American Christian missionary killed by flurry of arrows shot by an indigenous tribe on remote Indian island

Protected tribesmen living on a remote Indian island launched a flurry of arrows and killed an American missionary who had reportedly arrived there to convert them to Christianity


                            American Christian missionary killed by flurry of arrows shot by an indigenous tribe on remote Indian island

Local fishermen were paid by 27-year-old John Allen Chau to help him get to North Sentinel Island, which is known to be one of the most isolated regions in India's Andaman islands. Chau allegedly hitched a boat ride with fishermen and ventured alone to North Sentinel Island in a canoe. According to official sources, no sooner did the missionary set foot on the island, where the Sentinelese tribe lives completely cut off from the outside world, than he found himself facing a deadly shower of arrows, Daily Mail reports.

However, the Sentinelese will not be held accountable for Chau's murder. In a bid to protect their indigenous way of life and shield them from diseases, any contact with the tribe or with the several others that reside on the islands is against the law.

Law enforcement authorities, however, have arrested seven persons and registered a case of murder against them. While their identities have not been released, they are said to be the fishermen who took Chau to the forbidden island.

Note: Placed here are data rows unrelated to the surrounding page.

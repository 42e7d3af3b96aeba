use crate::config::PlatformConfig;
use crate::entity::DeviceInfo;
use crate::event::AudioEvent;
use crate::gateway::GatewayHandler;
use crate::media_player::MediaPlayer;

/// Build one media player per configured device
///
/// A configuration with no devices is a successful no-op producing no
/// entities. Each adapter gets its own clone of the gateway handle.
pub fn setup_platform(config: &PlatformConfig, gateway: &GatewayHandler) -> Vec<MediaPlayer> {
    let mut players = Vec::with_capacity(config.len());

    for (device_id, device) in &config.devices {
        tracing::info!(%device_id, where_ = %device.where_, "setting up media player");
        let info = DeviceInfo::from_config(device_id.clone(), device);
        players.push(MediaPlayer::new(info, gateway.clone()));
    }

    players
}

/// Drop the per-device configuration entries for this platform
///
/// No-op when nothing is configured.
pub fn unload_platform(config: &mut PlatformConfig) {
    config.devices.clear();
}

/// Routes decoded gateway events to the matching media player
///
/// Owns the platform's adapters and matches on the bus address each event
/// carries. Events for addresses nothing is bound to are dropped.
#[derive(Debug)]
pub struct EventDispatcher {
    players: Vec<MediaPlayer>,
}

impl EventDispatcher {
    pub fn new(players: Vec<MediaPlayer>) -> Self {
        Self { players }
    }

    pub fn players(&self) -> &[MediaPlayer] {
        &self.players
    }

    pub fn players_mut(&mut self) -> &mut [MediaPlayer] {
        &mut self.players
    }

    /// Deliver an event to the player bound to its address
    ///
    /// Returns true when a player accepted the event.
    pub fn dispatch(&mut self, event: &AudioEvent) -> bool {
        match self
            .players
            .iter_mut()
            .find(|p| p.where_() == event.where_)
        {
            Some(player) => {
                player.handle_event(event);
                true
            }
            None => {
                tracing::warn!(where_ = %event.where_, "event for unknown address dropped");
                false
            }
        }
    }
}

#[cfg(test)]
mod tests {
    use super::*;
    use crate::media_player::{MediaPlayerState, Source};

    fn two_device_config() -> PlatformConfig {
        serde_json::from_str(
            r#"{
                "devices": {
                    "kitchen_amp": { "name": "Kitchen", "where": "21" },
                    "lounge_amp": { "name": "Lounge", "where": "22", "model": "F502" }
                }
            }"#,
        )
        .unwrap()
    }

    #[test]
    fn test_setup_with_empty_config_creates_nothing() {
        let (gateway, _rx) = GatewayHandler::channel();
        let players = setup_platform(&PlatformConfig::default(), &gateway);
        assert!(players.is_empty());
    }

    #[test]
    fn test_setup_creates_one_player_per_device() {
        let (gateway, _rx) = GatewayHandler::channel();
        let players = setup_platform(&two_device_config(), &gateway);

        assert_eq!(players.len(), 2);
        assert_eq!(players[0].device_id(), "kitchen_amp");
        assert_eq!(players[0].where_(), "21");
        assert_eq!(players[1].where_(), "22");
    }

    #[test]
    fn test_unload_clears_device_entries() {
        let mut config = two_device_config();
        unload_platform(&mut config);
        assert!(config.is_empty());

        // Second unload is a no-op
        unload_platform(&mut config);
        assert!(config.is_empty());
    }

    #[test]
    fn test_dispatch_routes_by_address() {
        let (gateway, _rx) = GatewayHandler::channel();
        let players = setup_platform(&two_device_config(), &gateway);
        let mut dispatcher = EventDispatcher::new(players);

        assert!(dispatcher.dispatch(&AudioEvent::state("22", 1)));

        let players = dispatcher.players();
        assert_eq!(players[0].state(), MediaPlayerState::Off);
        assert_eq!(players[1].state(), MediaPlayerState::Playing);
        assert_eq!(players[1].source(), Source::Radio);
    }

    #[test]
    fn test_dispatch_drops_unknown_address() {
        let (gateway, _rx) = GatewayHandler::channel();
        let players = setup_platform(&two_device_config(), &gateway);
        let mut dispatcher = EventDispatcher::new(players);

        assert!(!dispatcher.dispatch(&AudioEvent::volume("99", 10)));
    }
}
use thiserror::Error;

/// Result type for adapter operations
pub type Result<T> = std::result::Result<T, AudioError>;

/// Errors that can occur when driving MyHome audio amplifiers
#[derive(Error, Debug)]
pub enum AudioError {
    /// The gateway's outbound channel is gone (transport task stopped)
    #[error("gateway connection closed")]
    GatewayClosed,

    /// The entity whose updates were being watched has been dropped
    #[error("entity dropped")]
    EntityDropped,

    /// Update channel fell behind or otherwise failed
    #[error("channel error: {0}")]
    ChannelError(String),

    /// Source name not in the amplifier's source list
    #[error("unknown source: {0}")]
    UnknownSource(String),
}
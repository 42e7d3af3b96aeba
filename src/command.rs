use crate::config::Where;
use crate::media_player::Source;
use serde::{Deserialize, Serialize};

/// Highest raw volume level the amplifier reports
pub const MAX_RAW_VOLUME: u8 = 31;

/// Outbound command value addressed to one amplifier
///
/// Commands are plain typed values; encoding them onto the bus is the
/// transport's concern, not this crate's.
#[derive(Debug, Clone, PartialEq, Eq, Serialize, Deserialize)]
pub struct AudioCommand {
    /// Bus address of the target amplifier
    #[serde(rename = "where")]
    pub where_: Where,

    pub what: CommandKind,
}

/// The intent a command carries
#[derive(Debug, Clone, PartialEq, Eq, Serialize, Deserialize)]
pub enum CommandKind {
    /// Query current state; answers arrive later as events
    Status,
    Play,
    Stop,
    VolumeUp,
    VolumeDown,
    /// Set volume to a raw 0-31 level
    VolumeSet { level: u8 },
    SelectSource { source: Source },
    NextTrack,
    PreviousTrack,
}

impl AudioCommand {
    fn new(where_: impl Into<Where>, what: CommandKind) -> Self {
        Self {
            where_: where_.into(),
            what,
        }
    }

    /// Status query for the amplifier at `where_`
    pub fn status(where_: impl Into<Where>) -> Self {
        Self::new(where_, CommandKind::Status)
    }

    pub fn play(where_: impl Into<Where>) -> Self {
        Self::new(where_, CommandKind::Play)
    }

    pub fn stop(where_: impl Into<Where>) -> Self {
        Self::new(where_, CommandKind::Stop)
    }

    pub fn volume_up(where_: impl Into<Where>) -> Self {
        Self::new(where_, CommandKind::VolumeUp)
    }

    pub fn volume_down(where_: impl Into<Where>) -> Self {
        Self::new(where_, CommandKind::VolumeDown)
    }

    /// Volume-set command from a normalized level in [0.0, 1.0]
    ///
    /// The normalized level is scaled to the amplifier's raw 0-31 domain and
    /// rounded to the nearest step.
    pub fn volume_set(where_: impl Into<Where>, volume: f64) -> Self {
        Self::new(
            where_,
            CommandKind::VolumeSet {
                level: raw_volume(volume),
            },
        )
    }

    pub fn select_source(where_: impl Into<Where>, source: Source) -> Self {
        Self::new(where_, CommandKind::SelectSource { source })
    }

    pub fn next_track(where_: impl Into<Where>) -> Self {
        Self::new(where_, CommandKind::NextTrack)
    }

    pub fn prev_track(where_: impl Into<Where>) -> Self {
        Self::new(where_, CommandKind::PreviousTrack)
    }
}

/// Scale a normalized volume to the raw 0-31 domain
fn raw_volume(volume: f64) -> u8 {
    (volume.clamp(0.0, 1.0) * f64::from(MAX_RAW_VOLUME)).round() as u8
}
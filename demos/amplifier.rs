//! Walk one amplifier through a control session without a real gateway.
//!
//! The transport half of the channel is drained by a task that just prints
//! what would go onto the bus, and decoded events are fed back in by hand.
//!
//! Run with: cargo run --example amplifier

use myhome_audio::{
    setup_platform, AudioEvent, EventDispatcher, GatewayHandler, PlatformConfig, Source,
};

#[tokio::main]
async fn main() -> Result<(), Box<dyn std::error::Error>> {
    tracing_subscriber::fmt()
        .with_max_level(tracing::Level::DEBUG)
        .init();

    let config: PlatformConfig = serde_json::from_str(
        r#"{
            "devices": {
                "lounge_amp": { "name": "Lounge", "where": "11", "model": "F502" }
            }
        }"#,
    )?;

    let (gateway, mut outbound) = GatewayHandler::channel();

    // Stand-in for the transport task that owns the bus connection.
    tokio::spawn(async move {
        while let Some(message) = outbound.recv().await {
            println!("-> bus: {:?}", message);
        }
    });

    let mut players = setup_platform(&config, &gateway);
    let player = &mut players[0];
    let mut updates = player.subscribe();

    player.refresh().await?;
    player.turn_on().await?;
    player.select_source(Source::Stream).await?;
    player.set_volume_level(0.8).await?;

    // Pretend the gateway answered the status request.
    let mut dispatcher = EventDispatcher::new(players);
    dispatcher.dispatch(&AudioEvent::state("11", 1));
    dispatcher.dispatch(&AudioEvent::volume("11", 25));
    dispatcher.dispatch(&AudioEvent::station("11", "Jazz FM"));

    while let Ok(Some(update)) = updates.try_recv() {
        println!("<- update for {}", update.device_id);
    }

    let player = &dispatcher.players()[0];
    println!(
        "{}: {:?}, volume {:.2}, source {}, playing {:?}",
        player.device_id(),
        player.state(),
        player.volume_level(),
        player.source(),
        player.media_title()
    );

    Ok(())
}
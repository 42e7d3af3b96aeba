use crate::command::{AudioCommand, MAX_RAW_VOLUME};
use crate::entity::{DeviceInfo, Entity, UpdateReceiver};
use crate::error::{AudioError, Result};
use crate::event::{AudioEvent, AudioEventKind};
use crate::gateway::GatewayHandler;
use serde::{Deserialize, Serialize};
use std::fmt;
use std::str::FromStr;

/// Playback state of an amplifier as cached by the adapter
#[derive(Debug, Clone, Copy, PartialEq, Eq, Default, Serialize, Deserialize)]
pub enum MediaPlayerState {
    #[default]
    Off,
    Playing,
}

/// Audio source an amplifier can be switched to
#[derive(Debug, Clone, Copy, PartialEq, Eq, Serialize, Deserialize)]
pub enum Source {
    Radio,
    Stream,
}

impl Source {
    /// All sources the amplifier accepts
    pub const ALL: &'static [Source] = &[Source::Radio, Source::Stream];
}

impl fmt::Display for Source {
    fn fmt(&self, f: &mut fmt::Formatter<'_>) -> fmt::Result {
        match self {
            Source::Radio => write!(f, "Radio"),
            Source::Stream => write!(f, "Stream"),
        }
    }
}

impl FromStr for Source {
    type Err = AudioError;

    fn from_str(s: &str) -> Result<Self> {
        if s.eq_ignore_ascii_case("radio") {
            Ok(Source::Radio)
        } else if s.eq_ignore_ascii_case("stream") {
            Ok(Source::Stream)
        } else {
            Err(AudioError::UnknownSource(s.to_string()))
        }
    }
}

/// Kind of media the amplifier plays
#[derive(Debug, Clone, Copy, PartialEq, Eq, Serialize, Deserialize)]
pub enum MediaType {
    Music,
}

/// Bitset of operations an entity supports
#[derive(Debug, Clone, Copy, PartialEq, Eq)]
pub struct MediaPlayerFeatures(u32);

impl MediaPlayerFeatures {
    pub const PLAY: Self = Self(1 << 0);
    pub const VOLUME_STEP: Self = Self(1 << 1);
    pub const VOLUME_SET: Self = Self(1 << 2);
    pub const TURN_ON: Self = Self(1 << 3);
    pub const TURN_OFF: Self = Self(1 << 4);
    pub const SELECT_SOURCE: Self = Self(1 << 5);
    pub const PREVIOUS_TRACK: Self = Self(1 << 6);
    pub const NEXT_TRACK: Self = Self(1 << 7);

    pub const fn empty() -> Self {
        Self(0)
    }

    pub const fn bits(self) -> u32 {
        self.0
    }

    pub const fn contains(self, other: Self) -> bool {
        self.0 & other.0 == other.0
    }
}

impl std::ops::BitOr for MediaPlayerFeatures {
    type Output = Self;

    fn bitor(self, rhs: Self) -> Self {
        Self(self.0 | rhs.0)
    }
}

/// Media player adapter for one MyHome audio amplifier
///
/// Translates platform intents into outbound commands and inbound events
/// into cached display state. It never waits for a protocol response:
/// intents are fire-and-forget, and cached state only changes when the
/// gateway delivers an event (except the active source, which is set
/// optimistically on selection since the bus has no source-changed event).
#[derive(Debug)]
pub struct MediaPlayer {
    entity: Entity,
    gateway: GatewayHandler,
    features: MediaPlayerFeatures,
    state: MediaPlayerState,
    volume_level: f64,
    active_source: Source,
    station: String,
}

impl MediaPlayer {
    pub fn new(info: DeviceInfo, gateway: GatewayHandler) -> Self {
        Self {
            entity: Entity::new(info),
            gateway,
            features: MediaPlayerFeatures::PLAY
                | MediaPlayerFeatures::VOLUME_STEP
                | MediaPlayerFeatures::VOLUME_SET
                | MediaPlayerFeatures::TURN_ON
                | MediaPlayerFeatures::TURN_OFF
                | MediaPlayerFeatures::SELECT_SOURCE
                | MediaPlayerFeatures::PREVIOUS_TRACK
                | MediaPlayerFeatures::NEXT_TRACK,
            state: MediaPlayerState::Off,
            volume_level: 0.5,
            active_source: Source::Radio,
            station: "Unknown Title".to_string(),
        }
    }

    // ========== Read properties ==========

    pub fn entity(&self) -> &Entity {
        &self.entity
    }

    pub fn device_id(&self) -> &str {
        &self.entity.info().device_id
    }

    /// Bus address this adapter is bound to
    pub fn where_(&self) -> &str {
        &self.entity.info().where_
    }

    pub fn supported_features(&self) -> MediaPlayerFeatures {
        self.features
    }

    pub fn state(&self) -> MediaPlayerState {
        self.state
    }

    /// Cached volume in [0.0, 1.0]
    pub fn volume_level(&self) -> f64 {
        self.volume_level
    }

    pub fn source(&self) -> Source {
        self.active_source
    }

    pub fn source_list(&self) -> &'static [Source] {
        Source::ALL
    }

    pub fn media_content_type(&self) -> MediaType {
        MediaType::Music
    }

    /// Station or track label from the most recent STATION event
    pub fn media_title(&self) -> &str {
        &self.station
    }

    pub fn media_channel(&self) -> &str {
        "Unknown Channel"
    }

    /// Subscribe to display-state change notifications for this entity
    pub fn subscribe(&self) -> UpdateReceiver {
        self.entity.subscribe()
    }

    // ========== Intents ==========

    /// Ask the amplifier for its current status
    ///
    /// Cached state is untouched; the answer arrives later as events.
    pub async fn refresh(&self) -> Result<()> {
        self.gateway
            .send_status_request(AudioCommand::status(self.where_()))
            .await?;
        self.entity.schedule_update();
        Ok(())
    }

    /// Switch the amplifier to another source
    ///
    /// The cached source changes immediately; the bus never confirms a
    /// source switch, so there is nothing to wait for.
    pub async fn select_source(&mut self, source: Source) -> Result<()> {
        self.active_source = source;
        self.gateway
            .send(AudioCommand::select_source(
                self.entity.info().where_.clone(),
                source,
            ))
            .await?;
        self.entity.schedule_update();
        Ok(())
    }

    pub async fn next_track(&self) -> Result<()> {
        self.gateway
            .send(AudioCommand::next_track(self.where_()))
            .await?;
        self.entity.schedule_update();
        Ok(())
    }

    pub async fn previous_track(&self) -> Result<()> {
        self.gateway
            .send(AudioCommand::prev_track(self.where_()))
            .await?;
        self.entity.schedule_update();
        Ok(())
    }

    /// Request a volume change to a normalized target in [0.0, 1.0]
    ///
    /// The cached level only changes when the amplifier reports back with a
    /// VOLUME event.
    pub async fn set_volume_level(&self, volume: f64) -> Result<()> {
        self.gateway
            .send(AudioCommand::volume_set(self.where_(), volume))
            .await?;
        self.entity.schedule_update();
        Ok(())
    }

    pub async fn volume_up(&self) -> Result<()> {
        self.gateway
            .send(AudioCommand::volume_up(self.where_()))
            .await?;
        self.entity.schedule_update();
        Ok(())
    }

    pub async fn volume_down(&self) -> Result<()> {
        self.gateway
            .send(AudioCommand::volume_down(self.where_()))
            .await?;
        self.entity.schedule_update();
        Ok(())
    }

    pub async fn play(&self) -> Result<()> {
        self.gateway.send(AudioCommand::play(self.where_())).await?;
        self.entity.schedule_update();
        Ok(())
    }

    pub async fn turn_on(&self) -> Result<()> {
        self.play().await
    }

    pub async fn stop(&self) -> Result<()> {
        self.gateway.send(AudioCommand::stop(self.where_())).await?;
        self.entity.schedule_update();
        Ok(())
    }

    pub async fn turn_off(&self) -> Result<()> {
        self.stop().await
    }

    // ========== Events ==========

    /// Apply a decoded event to the cached state
    ///
    /// Invoked by the gateway dispatcher for every event addressed to this
    /// device. Synchronous: no suspension between reading the event and
    /// mutating state.
    pub fn handle_event(&mut self, event: &AudioEvent) {
        tracing::trace!(device_id = %self.device_id(), ?event, "applying event");

        match &event.kind {
            AudioEventKind::Station(station) => {
                self.station = station.clone();
            }
            AudioEventKind::Volume(raw) => {
                self.volume_level = volume_from_raw(*raw);
            }
            AudioEventKind::State(raw) => {
                self.state = if *raw == 0 {
                    MediaPlayerState::Off
                } else {
                    MediaPlayerState::Playing
                };
            }
        }

        self.entity.schedule_update();
    }
}

/// Map a raw 0-31 volume reading to the normalized [0.0, 1.0] domain
fn volume_from_raw(raw: u8) -> f64 {
    if raw == 0 {
        0.0
    } else {
        f64::from(raw) / f64::from(MAX_RAW_VOLUME)
    }
}

#[cfg(test)]
mod tests {
    use super::*;
    use crate::config::DeviceConfig;
    use crate::gateway::Outbound;
    use tokio::sync::mpsc;

    fn test_player() -> (MediaPlayer, mpsc::UnboundedReceiver<Outbound>) {
        let (gateway, rx) = GatewayHandler::channel();
        let config = DeviceConfig {
            name: "Kitchen".to_string(),
            who: "16".to_string(),
            where_: "21".to_string(),
            manufacturer: "BTicino".to_string(),
            model: "F502".to_string(),
        };
        let info = DeviceInfo::from_config("kitchen_amp", &config);
        (MediaPlayer::new(info, gateway), rx)
    }

    fn assert_close(a: f64, b: f64) {
        assert!((a - b).abs() < 1e-12, "{} != {}", a, b);
    }

    #[test]
    fn test_construction_defaults() {
        let (player, _rx) = test_player();

        assert_eq!(player.state(), MediaPlayerState::Off);
        assert_close(player.volume_level(), 0.5);
        assert_eq!(player.source(), Source::Radio);
        assert_eq!(player.media_title(), "Unknown Title");
        assert_eq!(player.media_channel(), "Unknown Channel");
        assert_eq!(player.media_content_type(), MediaType::Music);
        assert_eq!(player.source_list(), &[Source::Radio, Source::Stream]);
    }

    #[test]
    fn test_supported_features() {
        let (player, _rx) = test_player();
        let features = player.supported_features();

        assert!(features.contains(MediaPlayerFeatures::PLAY));
        assert!(features.contains(
            MediaPlayerFeatures::VOLUME_SET | MediaPlayerFeatures::SELECT_SOURCE
        ));
        assert!(features.contains(
            MediaPlayerFeatures::PREVIOUS_TRACK | MediaPlayerFeatures::NEXT_TRACK
        ));
    }

    #[test]
    fn test_volume_event_full_raw_domain() {
        let (mut player, _rx) = test_player();

        player.handle_event(&AudioEvent::volume("21", 0));
        assert_close(player.volume_level(), 0.0);

        for raw in 1..=31u8 {
            player.handle_event(&AudioEvent::volume("21", raw));
            assert_close(player.volume_level(), f64::from(raw) / 31.0);
        }
        assert_close(player.volume_level(), 1.0);
    }

    #[test]
    fn test_state_event_zero_and_nonzero() {
        let (mut player, _rx) = test_player();

        player.handle_event(&AudioEvent::state("21", 1));
        assert_eq!(player.state(), MediaPlayerState::Playing);

        player.handle_event(&AudioEvent::state("21", 0));
        assert_eq!(player.state(), MediaPlayerState::Off);

        player.handle_event(&AudioEvent::state("21", 255));
        assert_eq!(player.state(), MediaPlayerState::Playing);
    }

    #[test]
    fn test_station_event_leaves_other_fields_alone() {
        let (mut player, _rx) = test_player();

        player.handle_event(&AudioEvent::station("21", "Jazz FM"));

        assert_eq!(player.media_title(), "Jazz FM");
        assert_eq!(player.state(), MediaPlayerState::Off);
        assert_close(player.volume_level(), 0.5);
        assert_eq!(player.source(), Source::Radio);
    }

    #[tokio::test]
    async fn test_select_source_is_optimistic() {
        let (mut player, mut rx) = test_player();

        player.select_source(Source::Stream).await.unwrap();

        // Source flips before any event confirms it
        assert_eq!(player.source(), Source::Stream);
        assert_eq!(
            rx.try_recv().unwrap(),
            Outbound::Command(AudioCommand::select_source("21", Source::Stream))
        );
        assert!(rx.try_recv().is_err(), "exactly one command expected");
    }

    #[tokio::test]
    async fn test_refresh_sends_status_request_only() {
        let (player, mut rx) = test_player();

        player.refresh().await.unwrap();

        assert_eq!(
            rx.try_recv().unwrap(),
            Outbound::StatusRequest(AudioCommand::status("21"))
        );
        assert!(rx.try_recv().is_err());
        // Cached state untouched until events arrive
        assert_eq!(player.state(), MediaPlayerState::Off);
        assert_close(player.volume_level(), 0.5);
    }

    #[tokio::test]
    async fn test_set_volume_does_not_touch_cache() {
        let (player, mut rx) = test_player();

        player.set_volume_level(1.0).await.unwrap();

        assert_eq!(
            rx.try_recv().unwrap(),
            Outbound::Command(AudioCommand::volume_set("21", 1.0))
        );
        assert_close(player.volume_level(), 0.5);
    }

    #[tokio::test]
    async fn test_play_does_not_flip_playback_state() {
        let (player, mut rx) = test_player();

        player.play().await.unwrap();

        // Only a STATE event moves the cached state
        assert_eq!(player.state(), MediaPlayerState::Off);
        assert_eq!(
            rx.try_recv().unwrap(),
            Outbound::Command(AudioCommand::play("21"))
        );
    }

    #[tokio::test]
    async fn test_turn_on_and_off_map_to_play_and_stop() {
        let (player, mut rx) = test_player();

        player.turn_on().await.unwrap();
        player.turn_off().await.unwrap();

        assert_eq!(
            rx.try_recv().unwrap(),
            Outbound::Command(AudioCommand::play("21"))
        );
        assert_eq!(
            rx.try_recv().unwrap(),
            Outbound::Command(AudioCommand::stop("21"))
        );
    }

    #[tokio::test]
    async fn test_events_notify_subscribers() {
        let (mut player, _rx) = test_player();
        let mut updates = player.subscribe();

        player.handle_event(&AudioEvent::station("21", "Radio Uno"));

        let update = updates.try_recv().unwrap().unwrap();
        assert_eq!(update.device_id, "kitchen_amp");
    }

    #[test]
    fn test_source_parsing() {
        assert_eq!("Radio".parse::<Source>().unwrap(), Source::Radio);
        assert_eq!("stream".parse::<Source>().unwrap(), Source::Stream);
        assert!(matches!(
            "Aux".parse::<Source>(),
            Err(AudioError::UnknownSource(_))
        ));
    }
}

 27-year-old Christian missionary John Allen Chau was killed by the Sentinelese tribe in North Sentinel Island, Andaman islands. (International Christian Concern)
 27-year-old Christian missionary John Allen Chau was killed by the Sentinelese tribe in North Sentinel Island, Andaman islands. (International Christian Concern)

Chau had expressed a strong desire to meet the Sentinelese, according to one police source, who also said that he had made previous visits to the islands. According to the International Christian Concern, Chau was a Christian missionary who wanted to interact with members of the Sentinelese tribe. While he had made several trips to the islands recently, this was the first time he made it to the remote stretch after paying off local fishermen.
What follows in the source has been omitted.